SEANC Executive Director Dana Cope considers the looming study a relatively minor matter, emphasizing tax reforms and a legislative push for privatization as more pressing concerns for state workers.
"I wish we had the luxury to focus on a simple compensation study about longevity pay," Cope says.
With or without UE Local 150 or SEANC, some workers' advocates say they fear legislators will rewrite health care and retirement benefits and propose a state constitutional ban on collective bargaining.
Republicans also could eliminate longevity pay for workers, shifting instead to "merit"-based pay increases that encourage favoritism and racism in pay raises, according to Strobino.
Cope backs both longevity and merit pay, noting lawmakers approved merit pay in the 1990s but have never fully funded the program.

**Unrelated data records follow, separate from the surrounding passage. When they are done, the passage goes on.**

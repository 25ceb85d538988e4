//! Lossless conversion between an [EnrichedTlv] tree and JSON/YAML documents.
//!
//! The wire format and the document format are kept in sync through one shared DTO
//! ([TlvRecord]) that both `serde_json` and `serde_yaml` serialize identically — the Format
//! Bridge has no format-specific logic beyond choosing which serde backend to call. On ingest,
//! the DTO's `value_type` field is authoritative: it is resolved against the Spec Registry kind
//! table by name, not against the `(type, parent)` pair the registry would otherwise infer, so a
//! caller can deliberately reinterpret a field's kind.

use serde::{Deserialize, Serialize};

use crate::enrich::{Content, EnrichedTlv};
use crate::error::{Error, ErrorKind, ErrorLocation, Result};
use crate::registry::ValueKind;
use crate::types::{Codec, Config, PlainTlv};

/// The document-level wrapper: an ordered list of top-level TLV records, plus an optional
/// informational DOCSIS version tag. `docsis_version` is never consulted on ingest — it exists
/// purely as a human-facing label a caller may set when emitting a document.
#[derive(Debug, Clone, Serialize, Deserialize, PartialEq)]
pub struct TlvDocument {
    #[serde(skip_serializing_if = "Option::is_none", default)]
    pub docsis_version: Option<String>,
    pub tlvs: Vec<TlvRecord>,
}

/// One TLV's JSON/YAML representation. `length` and `raw_value_hex` are diagnostic-only: they are
/// always emitted on the way out, but ignored on the way in (bytes are derived fresh from
/// `value`/`sub_tlvs` per `value_type`, never read back from `raw_value_hex`).
#[derive(Debug, Clone, Serialize, Deserialize, PartialEq)]
pub struct TlvRecord {
    pub r#type: u8,
    pub name: String,
    #[serde(skip_serializing_if = "Option::is_none", default)]
    pub description: Option<String>,
    pub value_type: String,
    #[serde(skip_serializing_if = "Option::is_none", default)]
    pub length: Option<usize>,
    #[serde(skip_serializing_if = "Option::is_none", default)]
    pub raw_value_hex: Option<String>,
    #[serde(skip_serializing_if = "Option::is_none", default)]
    pub value: Option<serde_json::Value>,
    #[serde(skip_serializing_if = "Option::is_none", default)]
    pub sub_tlvs: Option<Vec<TlvRecord>>,
}

/// Serializes an enriched tree to a [TlvDocument] DTO.
pub fn to_document(tree: &[EnrichedTlv]) -> TlvDocument {
    to_document_with_version(tree, None)
}

/// As [to_document], additionally stamping the document with an informational DOCSIS version
/// label (e.g. `"3.1"`). Purely cosmetic: ingest never reads this field back.
pub fn to_document_with_version(tree: &[EnrichedTlv], docsis_version: Option<String>) -> TlvDocument {
    TlvDocument { docsis_version, tlvs: tree.iter().map(record_from_enriched).collect() }
}

fn record_from_enriched(node: &EnrichedTlv) -> TlvRecord {
    let (value, sub_tlvs) = match &node.content {
        Content::Leaf(human) => (Some(human.clone()), None),
        Content::Compound(children) => (None, Some(children.iter().map(record_from_enriched).collect())),
    };

    TlvRecord {
        r#type: node.r#type,
        name: node.name.clone(),
        description: if node.description.is_empty() { None } else { Some(node.description.clone()) },
        value_type: node.value_kind.as_str().to_string(),
        length: Some(node.value.len()),
        raw_value_hex: Some(hex::encode_upper(&node.value)),
        value,
        sub_tlvs,
    }
}

/// Serializes an enriched tree to pretty-printed JSON.
pub fn to_json(tree: &[EnrichedTlv]) -> serde_json::Result<String> {
    serde_json::to_string_pretty(&to_document(tree))
}

/// Serializes an enriched tree to YAML.
pub fn to_yaml(tree: &[EnrichedTlv]) -> Result<String> {
    serde_yaml::to_string(&to_document(tree))
        .map_err(|e| Error::at(ErrorKind::UnknownValueKind { name: e.to_string() }, ErrorLocation::unknown()))
}

/// Parses a JSON document back to a plain TLV tree, ready for [Codec::encode].
pub fn from_json(input: &str) -> Result<Vec<PlainTlv>> {
    let doc: TlvDocument = serde_json::from_str(input)
        .map_err(|e| Error::at(ErrorKind::UnknownValueKind { name: e.to_string() }, ErrorLocation::unknown()))?;
    document_to_plain(&doc)
}

/// Parses a YAML document back to a plain TLV tree, ready for [Codec::encode].
pub fn from_yaml(input: &str) -> Result<Vec<PlainTlv>> {
    let doc: TlvDocument = serde_yaml::from_str(input)
        .map_err(|e| Error::at(ErrorKind::UnknownValueKind { name: e.to_string() }, ErrorLocation::unknown()))?;
    document_to_plain(&doc)
}

fn document_to_plain(doc: &TlvDocument) -> Result<Vec<PlainTlv>> {
    doc.tlvs.iter().map(record_to_plain).collect()
}

fn record_to_plain(record: &TlvRecord) -> Result<PlainTlv> {
    let kind = ValueKind::from_str(&record.value_type).ok_or_else(|| {
        Error::at(
            ErrorKind::UnknownValueKind { name: record.value_type.clone() },
            ErrorLocation::unknown().with_type(record.r#type),
        )
    })?;

    if let Some(children) = &record.sub_tlvs {
        let child_nodes: Vec<PlainTlv> = children.iter().map(record_to_plain).collect::<Result<_>>()?;
        let value = Codec::encode(&child_nodes, false);
        return Ok(PlainTlv::new(record.r#type, value));
    }

    let human = record.value.clone().unwrap_or(serde_json::Value::Null);
    let bytes = crate::convert::from_human(kind, &human).map_err(|e| {
        Error::at(
            ErrorKind::HumanFormParseError { kind, input: e.input },
            ErrorLocation::unknown().with_type(record.r#type),
        )
    })?;
    Ok(PlainTlv::new(record.r#type, bytes))
}

/// Round-trips raw wire bytes through enrichment and the Format Bridge in one call, for callers
/// who only care about the JSON form and never touch [EnrichedTlv] directly.
pub fn bytes_to_json(buf: &[u8], config: &Config) -> serde_json::Result<String> {
    let (nodes, _) = Codec::decode_bounded(buf, 0, config).unwrap_or_default();
    let tree = crate::enrich::enrich(&nodes, None, config);
    to_json(&tree)
}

He said those incentives could be key to avoid a "brain drain" if a resurgent private sector draws top workers from state agencies. "We have to invest in our best and brightest in state government to provide basic quality," Cope says.
If the worst fears come true for state workers, it would be another bad break for employees who, like many during the recession, have seen their disposable income shrink.
According to a May 2012 report from the N.C. Office of State Personnel, compensation raises and cost-of-living adjustments had been stalled since 2008. Legislators included a 1.2 percent pay raise in last year's budget bill, although the raise fell short of the 2 percent increase union workers requested.
The report notes annual salary increases for state workers lagged behind the private sector in eight of the last 10 years. Meanwhile, state worker pay had increased just 6.75 percent in the last five years, even as the consumer price index—a cost-of-living measure—had risen by more than 11 percent.
The median state agency worker's compensation, not including benefits, is $42,337. It's $42,227 at the university level. Regional comparisons were not available, although the report noted state workers' salary and wages typically do not account for as large a portion of total compensation as seen nationally, while paid time off and retirement benefits generally outpace the national average.
Among its broad recommendations, the state personnel office report called for the state to base future cost-of-living adjustments on the consumer price index, expand compensation bonuses, boost employer contributions to the state health plan and eliminate previously ordered restrictions on market-based salary increases. The report said the last of those provisions has begun to "seriously hamper" recruiting and retention efforts in state agencies and universities.
Angaza Laughinghouse, statewide president of UE Local 150, says state workers must have a voice in the process. His union has lobbied for public hearings before lawmakers introduce changes.
"The best advocates for workers will be organizations such as ours," Laughinghouse says. "The slaves could not count on just the good will of their plantation masters. Very similarly, we cannot count on our government legislators to look out for the well-being of our workers."
Without collective bargaining rights, unions such as UE Local 150 largely depend on public opinion and media attention to sway lawmakers, he says, although he acknowledges unions faced a tough battle in North Carolina even before Republicans seized control of state government.
"If we don't put up our fists and fight, we'll win nothing," he says. "My point of view has always been you can't win if you're not in the fight."
Meanwhile, Askins, who is at least a decade away from retirement eligibility, doesn't want to fight. He just wants enough pay to take care of the bills and afford a doctor's visit. Cuts to his pay or benefits could be devastating.
"That'd be a pretty tough pill to swallow," he says. "I don't know about our leaders. If they're leading us, where are they leading us to?"
This article appeared in print with the headline "Fearing the worst."